### AVAILABLE DATA
+ + + + + + +
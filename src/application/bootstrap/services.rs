use std::sync::Arc;

use crate::application::accounts::AccountService;
use crate::application::bootstrap::persistence::PersistenceHandle;
use crate::application::catalog::InstrumentCatalog;
use crate::application::market_data::PriceFeedCache;
use crate::application::portfolio::HoldingsCalculator;
use crate::application::trading::TransactionLedger;
use crate::config::FeedEnvConfig;
use crate::domain::ports::{AuthProvider, MarketFeed};

#[derive(Clone)]
pub struct ServicesHandle {
    pub price_cache: Arc<PriceFeedCache>,
    pub catalog: Arc<InstrumentCatalog>,
    pub holdings: Arc<HoldingsCalculator>,
    pub ledger: Arc<TransactionLedger>,
    pub accounts: Arc<AccountService>,
}

pub struct ServicesBootstrap;

impl ServicesBootstrap {
    pub fn init(
        feed_config: &FeedEnvConfig,
        persistence: &PersistenceHandle,
        feed: Arc<dyn MarketFeed>,
        auth: Arc<dyn AuthProvider>,
    ) -> ServicesHandle {
        let price_cache = Arc::new(PriceFeedCache::new(feed, feed_config.cache_ttl()));

        let catalog = Arc::new(InstrumentCatalog::new(
            persistence.instrument_repository.clone(),
            price_cache.clone(),
            feed_config.default_currency.clone(),
            feed_config.recovery_count,
        ));

        let holdings = Arc::new(HoldingsCalculator::new(
            persistence.ledger_repository.clone(),
        ));

        let ledger = Arc::new(TransactionLedger::new(
            catalog.clone(),
            persistence.ledger_repository.clone(),
        ));

        let accounts = Arc::new(AccountService::new(
            persistence.account_repository.clone(),
            holdings.clone(),
            ledger.clone(),
            auth,
        ));

        ServicesHandle {
            price_cache,
            catalog,
            holdings,
            ledger,
            accounts,
        }
    }
}
// Core trading domain: order sides, ledger records, settlement and holdings rules
pub mod holdings;
pub mod settlement;
pub mod types;
pub mod config;
pub mod error;
pub mod frame;
pub mod signaling;
use std::collections::HashMap;
use std::sync::Arc;
use std::thread;
use std::time::Duration;

use crossbeam_channel::{select, tick, unbounded, Receiver, Sender};

use mixbridge_core::models::frame::FRAME_DURATION_MS;
use mixbridge_core::{
    CaptureCommand, DeviceConstraints, EngineConfig, EngineError, EngineEvent, FrameChunker,
    FrameSink, LoopbackOutput, MixBus, SourceId, SourceProvider, SourceStream, SAMPLES_PER_FRAME,
};

use crate::transport::{FrameTransport, WsSink};

/// Handle to a running capture engine.
///
/// The engine runs on its own thread; this is the orchestrator side of the
/// control channel. `shutdown` (or dropping the handle) tears the engine down
/// and waits for its thread to finish.
pub struct EngineHandle {
    commands: Sender<CaptureCommand>,
    events: Receiver<EngineEvent>,
    thread: Option<thread::JoinHandle<()>>,
}

impl EngineHandle {
    /// Sender half of the control channel.
    pub fn commands(&self) -> Sender<CaptureCommand> {
        self.commands.clone()
    }

    /// Receiver for the engine's non-fatal error reports.
    pub fn events(&self) -> Receiver<EngineEvent> {
        self.events.clone()
    }

    /// Request teardown and wait for the engine thread to finish.
    pub fn shutdown(mut self) {
        let _ = self.commands.send(CaptureCommand::Shutdown);
        if let Some(handle) = self.thread.take() {
            let _ = handle.join();
        }
    }
}

impl Drop for EngineHandle {
    fn drop(&mut self) {
        let _ = self.commands.send(CaptureCommand::Shutdown);
        if let Some(handle) = self.thread.take() {
            let _ = handle.join();
        }
    }
}

/// How a pending attach acquires its stream.
enum AttachRequest {
    Surface(String),
    Device(String),
}

/// Outcome of a worker-thread capture request, tagged with the epoch it was
/// issued under so stale resolutions can be discarded.
struct AttachResolution {
    id: SourceId,
    epoch: u64,
    result: Result<Box<dyn SourceStream>, EngineError>,
}

/// The capture engine context.
///
/// Owns the live mixing graph and frame production. Runs a dedicated thread
/// that multiplexes the control channel, capture resolutions, and a 20 ms mix
/// tick; nothing here is shared by reference with the orchestrator side.
pub struct CaptureEngine;

impl CaptureEngine {
    /// Start the engine, connecting the frame transport to the encoder port
    /// in `config`.
    ///
    /// A transport that fails to connect is reported as a non-fatal error;
    /// the engine still runs and drops frames until torn down.
    pub fn spawn(
        config: EngineConfig,
        provider: Arc<dyn SourceProvider>,
        loopback: Option<Box<dyn LoopbackOutput>>,
    ) -> Result<EngineHandle, EngineError> {
        config.validate().map_err(EngineError::ConfigurationFailed)?;
        let sink = match WsSink::connect(config.transport_port) {
            Ok(sink) => Some(Box::new(sink) as Box<dyn FrameSink>),
            Err(err) => {
                log::warn!("frame transport unavailable: {err}");
                None
            }
        };
        Self::spawn_with_sink(config, provider, loopback, sink)
    }

    /// Start the engine with a caller-supplied frame sink (`None` for a link
    /// that never came up).
    pub fn spawn_with_sink(
        config: EngineConfig,
        provider: Arc<dyn SourceProvider>,
        loopback: Option<Box<dyn LoopbackOutput>>,
        sink: Option<Box<dyn FrameSink>>,
    ) -> Result<EngineHandle, EngineError> {
        let (commands_tx, commands_rx) = unbounded();
        let (events_tx, events_rx) = unbounded();

        let transport = match sink {
            Some(sink) => FrameTransport::start(sink, config.mode, events_tx.clone()),
            None => {
                let _ = events_tx.send(EngineEvent::Error {
                    message: "frame transport not connected".into(),
                });
                FrameTransport::unconnected()
            }
        };

        let thread = thread::Builder::new()
            .name("capture-engine".into())
            .spawn(move || {
                let (resolutions_tx, resolutions_rx) = unbounded();
                let mut runtime = EngineRuntime {
                    bus: MixBus::new(),
                    chunker: FrameChunker::new(),
                    transport,
                    provider,
                    loopback,
                    loopback_enabled: config.loopback,
                    pending: HashMap::new(),
                    next_epoch: 0,
                    resolutions_tx,
                };
                runtime.run(&commands_rx, &resolutions_rx);
            })
            .map_err(|e| EngineError::CaptureFailed(format!("engine thread: {e}")))?;

        Ok(EngineHandle {
            commands: commands_tx,
            events: events_rx,
            thread: Some(thread),
        })
    }
}

struct EngineRuntime {
    bus: MixBus,
    chunker: FrameChunker,
    transport: FrameTransport,
    provider: Arc<dyn SourceProvider>,
    loopback: Option<Box<dyn LoopbackOutput>>,
    loopback_enabled: bool,
    /// Current epoch per source id with an attach in flight. A resolution is
    /// applied only if its epoch is still the one recorded here; anything
    /// else was detached (or replaced) while pending and gets discarded.
    pending: HashMap<SourceId, u64>,
    next_epoch: u64,
    resolutions_tx: Sender<AttachResolution>,
}

impl EngineRuntime {
    fn run(
        &mut self,
        commands: &Receiver<CaptureCommand>,
        resolutions: &Receiver<AttachResolution>,
    ) {
        let ticker = tick(Duration::from_millis(FRAME_DURATION_MS));

        loop {
            select! {
                recv(commands) -> msg => match msg {
                    Ok(command) => {
                        if self.handle_command(command) {
                            break;
                        }
                    }
                    // Orchestrator side is gone; tear down.
                    Err(_) => break,
                },
                recv(resolutions) -> msg => {
                    if let Ok(resolution) = msg {
                        self.handle_resolution(resolution);
                    }
                },
                recv(ticker) -> _ => self.mix_tick(),
            }
        }

        self.bus.clear();
        log::info!("capture engine stopped");
    }

    /// Apply one control command. Returns true on shutdown.
    fn handle_command(&mut self, command: CaptureCommand) -> bool {
        match command {
            CaptureCommand::StartSurface {
                surface_id,
                media_source_id,
            } => {
                self.begin_attach(
                    SourceId::Surface(surface_id),
                    AttachRequest::Surface(media_source_id),
                );
            }
            CaptureCommand::StopSurface { surface_id } => {
                self.detach(SourceId::Surface(surface_id));
            }
            CaptureCommand::SetMuted { surface_id, muted } => {
                self.bus.set_muted(&SourceId::Surface(surface_id), muted);
            }
            CaptureCommand::SetLoopback { enabled } => {
                self.loopback_enabled = enabled;
            }
            CaptureCommand::StartExternal { device_id } => {
                self.begin_attach(
                    SourceId::External(device_id.clone()),
                    AttachRequest::Device(device_id),
                );
            }
            CaptureCommand::StopExternal { device_id } => {
                self.detach(SourceId::External(device_id));
            }
            CaptureCommand::Shutdown => return true,
        }
        false
    }

    /// Kick off a capture request on a worker thread.
    ///
    /// Provider calls may block arbitrarily long (permission prompts, device
    /// negotiation) and must never stall the mix tick.
    fn begin_attach(&mut self, id: SourceId, request: AttachRequest) {
        self.next_epoch += 1;
        let epoch = self.next_epoch;
        self.pending.insert(id.clone(), epoch);

        let provider = Arc::clone(&self.provider);
        let resolutions = self.resolutions_tx.clone();
        let spawned = thread::Builder::new()
            .name("source-attach".into())
            .spawn(move || {
                let result = match request {
                    AttachRequest::Surface(token) => provider.open_surface(&token),
                    AttachRequest::Device(device_id) => {
                        provider.open_device(&device_id, DeviceConstraints::raw())
                    }
                };
                let _ = resolutions.send(AttachResolution { id, epoch, result });
            });

        if let Err(e) = spawned {
            log::error!("unable to spawn attach worker: {e}");
        }
    }

    fn detach(&mut self, id: SourceId) {
        // Invalidate any attach still in flight for this id; its resolution
        // will arrive with a stale epoch and be discarded.
        self.pending.remove(&id);
        self.bus.detach(&id);
    }

    fn handle_resolution(&mut self, resolution: AttachResolution) {
        let current = self.pending.get(&resolution.id).copied();
        if current != Some(resolution.epoch) {
            // Detached (or re-attached) while the capture request was pending.
            if let Ok(mut stream) = resolution.result {
                log::debug!("discarding stale capture for {}", resolution.id);
                stream.stop();
            }
            return;
        }

        self.pending.remove(&resolution.id);
        match resolution.result {
            Ok(stream) => {
                log::info!("source {} attached", resolution.id);
                self.bus.attach(resolution.id, stream);
            }
            Err(err) => {
                // Transient device failure: the bus is left unaffected and
                // the rest of the session keeps running.
                log::warn!("unable to start capture for {}: {err}", resolution.id);
            }
        }
    }

    /// Produce one frame's worth of bus audio: mix, loopback, encode, offer.
    fn mix_tick(&mut self) {
        let mut block = [0.0f32; SAMPLES_PER_FRAME];
        self.bus.mix_into(&mut block);

        if self.loopback_enabled {
            if let Some(loopback) = self.loopback.as_mut() {
                loopback.render(&block);
            }
        }

        for frame in self.chunker.push(&block) {
            self.transport.offer(frame);
        }
    }
}
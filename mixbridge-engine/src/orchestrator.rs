use std::sync::Arc;

use crossbeam_channel::{unbounded, Receiver, Sender};
use parking_lot::Mutex;

use mixbridge_core::{
    CaptureCommand, EncoderControl, EngineError, EngineEvent, SignalingState,
};

use crate::engine::EngineHandle;
use crate::signaling::SignalingClient;

/// Resolves a surface id to the capture correlation token the provider needs.
///
/// The orchestrator holds only ids, never live capture handles; this is the
/// one piece of host knowledge it carries.
pub trait SurfaceResolver: Send + Sync {
    fn media_source_id(&self, surface_id: u32) -> Option<String>;
}

/// Process-wide fatal-error broadcast.
///
/// Signaling and stream-start failures affect the whole session, so they are
/// published to every subscriber rather than answered to one caller; there is
/// no partial-failure isolation at this layer. Subscribers whose receiver is
/// gone are pruned on publish.
pub struct ErrorTopic {
    subscribers: Mutex<Vec<Sender<String>>>,
}

impl ErrorTopic {
    pub fn new() -> Self {
        Self {
            subscribers: Mutex::new(Vec::new()),
        }
    }

    pub fn subscribe(&self) -> Receiver<String> {
        let (tx, rx) = unbounded();
        self.subscribers.lock().push(tx);
        rx
    }

    pub fn publish(&self, message: &str) {
        log::error!("fatal: {message}");
        self.subscribers
            .lock()
            .retain(|tx| tx.send(message.to_string()).is_ok());
    }

    pub fn subscriber_count(&self) -> usize {
        self.subscribers.lock().len()
    }
}

impl Default for ErrorTopic {
    fn default() -> Self {
        Self::new()
    }
}

/// Controller context: bridges external control commands to the capture
/// engine and the signaling client.
///
/// Stateless with respect to audio. The engine owns the mixing graph; the
/// orchestrator only forwards enumerated commands over the control channel
/// and fans failures out.
pub struct Orchestrator {
    commands: Sender<CaptureCommand>,
    events: Receiver<EngineEvent>,
    resolver: Arc<dyn SurfaceResolver>,
    signaling: SignalingClient,
    fatal_errors: ErrorTopic,
}

impl Orchestrator {
    pub fn new(
        engine: &EngineHandle,
        resolver: Arc<dyn SurfaceResolver>,
        encoder: Arc<dyn EncoderControl>,
    ) -> Self {
        Self {
            commands: engine.commands(),
            events: engine.events(),
            resolver,
            signaling: SignalingClient::new(encoder),
            fatal_errors: ErrorTopic::new(),
        }
    }

    /// Begin capturing a surface's audio.
    ///
    /// Resolves the surface to a capture token first; an unknown surface is
    /// the caller's error and nothing is sent to the engine.
    pub fn start_surface_capture(&self, surface_id: u32) -> Result<(), EngineError> {
        let media_source_id = self
            .resolver
            .media_source_id(surface_id)
            .ok_or(EngineError::UnknownSurface(surface_id))?;
        self.send(CaptureCommand::StartSurface {
            surface_id,
            media_source_id,
        })
    }

    pub fn stop_surface_capture(&self, surface_id: u32) -> Result<(), EngineError> {
        self.send(CaptureCommand::StopSurface { surface_id })
    }

    pub fn set_surface_muted(&self, surface_id: u32, muted: bool) -> Result<(), EngineError> {
        self.send(CaptureCommand::SetMuted { surface_id, muted })
    }

    pub fn set_loopback(&self, enabled: bool) -> Result<(), EngineError> {
        self.send(CaptureCommand::SetLoopback { enabled })
    }

    pub fn start_external_capture(&self, device_id: &str) -> Result<(), EngineError> {
        self.send(CaptureCommand::StartExternal {
            device_id: device_id.to_string(),
        })
    }

    pub fn stop_external_capture(&self, device_id: &str) -> Result<(), EngineError> {
        self.send(CaptureCommand::StopExternal {
            device_id: device_id.to_string(),
        })
    }

    /// Stop all sources and tear the engine down; also closes any signaling
    /// session.
    pub fn shutdown(&self) -> Result<(), EngineError> {
        self.signaling.close();
        self.send(CaptureCommand::Shutdown)
    }

    /// Perform the offer/answer handshake with the external encoder.
    ///
    /// A failure is terminal for the session and broadcast to every
    /// fatal-error subscriber in addition to being returned.
    pub fn signal(&self, offer: &str) -> Result<String, EngineError> {
        self.signaling.signal(offer).map_err(|err| {
            self.fatal_errors.publish(&err.to_string());
            err
        })
    }

    /// Ask the encoder to start streaming the established session.
    pub fn start_stream(&self) -> Result<(), EngineError> {
        self.signaling.start_stream().map_err(|err| {
            self.fatal_errors.publish(&err.to_string());
            err
        })
    }

    pub fn signaling_state(&self) -> SignalingState {
        self.signaling.state()
    }

    /// Subscribe to fatal-error broadcasts (one receiver per observer).
    pub fn subscribe_fatal_errors(&self) -> Receiver<String> {
        self.fatal_errors.subscribe()
    }

    /// Drain the engine's non-fatal error reports accumulated so far.
    pub fn drain_engine_errors(&self) -> Vec<String> {
        self.events
            .try_iter()
            .map(|EngineEvent::Error { message }| message)
            .collect()
    }

    fn send(&self, command: CaptureCommand) -> Result<(), EngineError> {
        self.commands
            .send(command)
            .map_err(|_| EngineError::EngineStopped)
    }
}

#[cfg(test)]
mod tests {
    use super::*;

    #[test]
    fn topic_broadcasts_to_every_subscriber() {
        let topic = ErrorTopic::new();
        let a = topic.subscribe();
        let b = topic.subscribe();

        topic.publish("encoder failure");

        assert_eq!(a.recv().unwrap(), "encoder failure");
        assert_eq!(b.recv().unwrap(), "encoder failure");
    }

    #[test]
    fn topic_prunes_dead_subscribers() {
        let topic = ErrorTopic::new();
        let keep = topic.subscribe();
        drop(topic.subscribe());

        topic.publish("first");
        assert_eq!(topic.subscriber_count(), 1);
        assert_eq!(keep.recv().unwrap(), "first");
    }

    #[test]
    fn topic_with_no_subscribers_is_fine() {
        let topic = ErrorTopic::new();
        topic.publish("nobody listening");
    }
}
+ + + + + + +
### PROBLEM STATEMENT
For the listing above, state how many lines contain the string "FrameChunker". Give the number and nothing else.

### RESPONSE
3